* [What is being asked]
Please find every line of the listing below where "push" occurs and copy it.

Dataset content Block Start

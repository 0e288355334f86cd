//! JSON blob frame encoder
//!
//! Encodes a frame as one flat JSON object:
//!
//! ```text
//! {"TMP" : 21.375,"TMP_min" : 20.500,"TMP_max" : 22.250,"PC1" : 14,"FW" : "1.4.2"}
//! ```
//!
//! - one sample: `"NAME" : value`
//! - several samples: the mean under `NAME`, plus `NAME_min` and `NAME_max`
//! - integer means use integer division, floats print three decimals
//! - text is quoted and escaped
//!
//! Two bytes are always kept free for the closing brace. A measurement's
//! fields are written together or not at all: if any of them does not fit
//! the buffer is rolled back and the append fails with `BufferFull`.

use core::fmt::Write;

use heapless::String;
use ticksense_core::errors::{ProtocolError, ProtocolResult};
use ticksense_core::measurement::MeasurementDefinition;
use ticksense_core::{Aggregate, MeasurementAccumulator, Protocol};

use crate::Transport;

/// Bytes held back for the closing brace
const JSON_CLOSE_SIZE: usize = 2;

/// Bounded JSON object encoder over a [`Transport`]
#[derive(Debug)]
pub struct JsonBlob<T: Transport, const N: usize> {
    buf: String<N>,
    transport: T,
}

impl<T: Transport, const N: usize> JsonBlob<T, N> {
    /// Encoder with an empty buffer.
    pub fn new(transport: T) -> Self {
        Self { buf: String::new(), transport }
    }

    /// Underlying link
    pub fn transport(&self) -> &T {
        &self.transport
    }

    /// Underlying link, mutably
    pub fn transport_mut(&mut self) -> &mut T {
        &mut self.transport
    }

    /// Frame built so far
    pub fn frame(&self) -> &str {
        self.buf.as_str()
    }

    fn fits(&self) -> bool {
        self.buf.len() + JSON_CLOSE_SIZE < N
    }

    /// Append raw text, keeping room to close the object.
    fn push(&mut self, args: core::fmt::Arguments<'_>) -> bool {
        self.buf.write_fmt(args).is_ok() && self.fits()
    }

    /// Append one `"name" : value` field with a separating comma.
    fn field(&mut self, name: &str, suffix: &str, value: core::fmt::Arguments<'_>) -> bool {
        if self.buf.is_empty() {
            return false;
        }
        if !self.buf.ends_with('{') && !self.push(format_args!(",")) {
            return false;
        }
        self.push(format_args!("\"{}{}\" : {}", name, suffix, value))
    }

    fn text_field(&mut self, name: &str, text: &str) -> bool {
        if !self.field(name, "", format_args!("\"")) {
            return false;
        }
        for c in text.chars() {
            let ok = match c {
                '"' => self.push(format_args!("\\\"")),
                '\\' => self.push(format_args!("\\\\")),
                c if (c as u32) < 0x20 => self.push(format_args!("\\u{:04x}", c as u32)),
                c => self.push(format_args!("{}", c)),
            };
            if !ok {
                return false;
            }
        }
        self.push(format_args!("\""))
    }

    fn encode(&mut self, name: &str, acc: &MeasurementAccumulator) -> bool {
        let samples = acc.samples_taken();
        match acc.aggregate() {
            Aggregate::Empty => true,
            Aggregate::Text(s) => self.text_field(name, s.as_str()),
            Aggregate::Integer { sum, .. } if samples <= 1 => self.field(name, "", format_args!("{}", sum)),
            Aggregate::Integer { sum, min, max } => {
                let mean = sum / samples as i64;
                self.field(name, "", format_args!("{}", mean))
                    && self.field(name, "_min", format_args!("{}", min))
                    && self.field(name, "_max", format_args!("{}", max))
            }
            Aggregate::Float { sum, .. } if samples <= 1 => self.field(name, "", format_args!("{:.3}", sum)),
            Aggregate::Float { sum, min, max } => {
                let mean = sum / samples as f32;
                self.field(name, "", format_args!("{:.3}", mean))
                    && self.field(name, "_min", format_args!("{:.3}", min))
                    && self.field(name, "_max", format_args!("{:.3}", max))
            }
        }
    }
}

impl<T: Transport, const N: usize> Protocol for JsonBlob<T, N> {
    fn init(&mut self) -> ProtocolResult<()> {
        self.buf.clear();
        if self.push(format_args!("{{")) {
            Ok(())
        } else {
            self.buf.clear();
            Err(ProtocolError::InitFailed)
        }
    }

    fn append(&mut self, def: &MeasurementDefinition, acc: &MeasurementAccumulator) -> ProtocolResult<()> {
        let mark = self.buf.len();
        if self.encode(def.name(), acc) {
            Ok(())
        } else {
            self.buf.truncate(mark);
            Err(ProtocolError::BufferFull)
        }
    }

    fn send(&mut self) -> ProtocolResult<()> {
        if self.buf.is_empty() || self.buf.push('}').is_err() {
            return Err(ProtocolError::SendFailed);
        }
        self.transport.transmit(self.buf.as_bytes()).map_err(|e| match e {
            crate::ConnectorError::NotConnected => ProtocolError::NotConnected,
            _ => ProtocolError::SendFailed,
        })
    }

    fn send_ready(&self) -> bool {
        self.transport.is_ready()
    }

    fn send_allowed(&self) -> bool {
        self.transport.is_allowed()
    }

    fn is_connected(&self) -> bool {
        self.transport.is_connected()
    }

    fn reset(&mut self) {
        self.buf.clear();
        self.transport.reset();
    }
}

Dataset content Block End

* [Your response]
    fn push(&mut self, args: core::fmt::Arguments<'_>) -> bool {
        if !self.buf.ends_with('{') && !self.push(format_args!(",")) {
        self.push(format_args!("\"{}{}\" : {}", name, suffix, value))
                '"' => self.push(format_args!("\\\"")),
                '\\' => self.push(format_args!("\\\\")),
                c if (c as u32) < 0x20 => self.push(format_args!("\\u{:04x}", c as u32)),
                c => self.push(format_args!("{}", c)),
        self.push(format_args!("\""))
        if self.push(format_args!("{{")) {
        if self.buf.is_empty() || self.buf.push('}').is_err() {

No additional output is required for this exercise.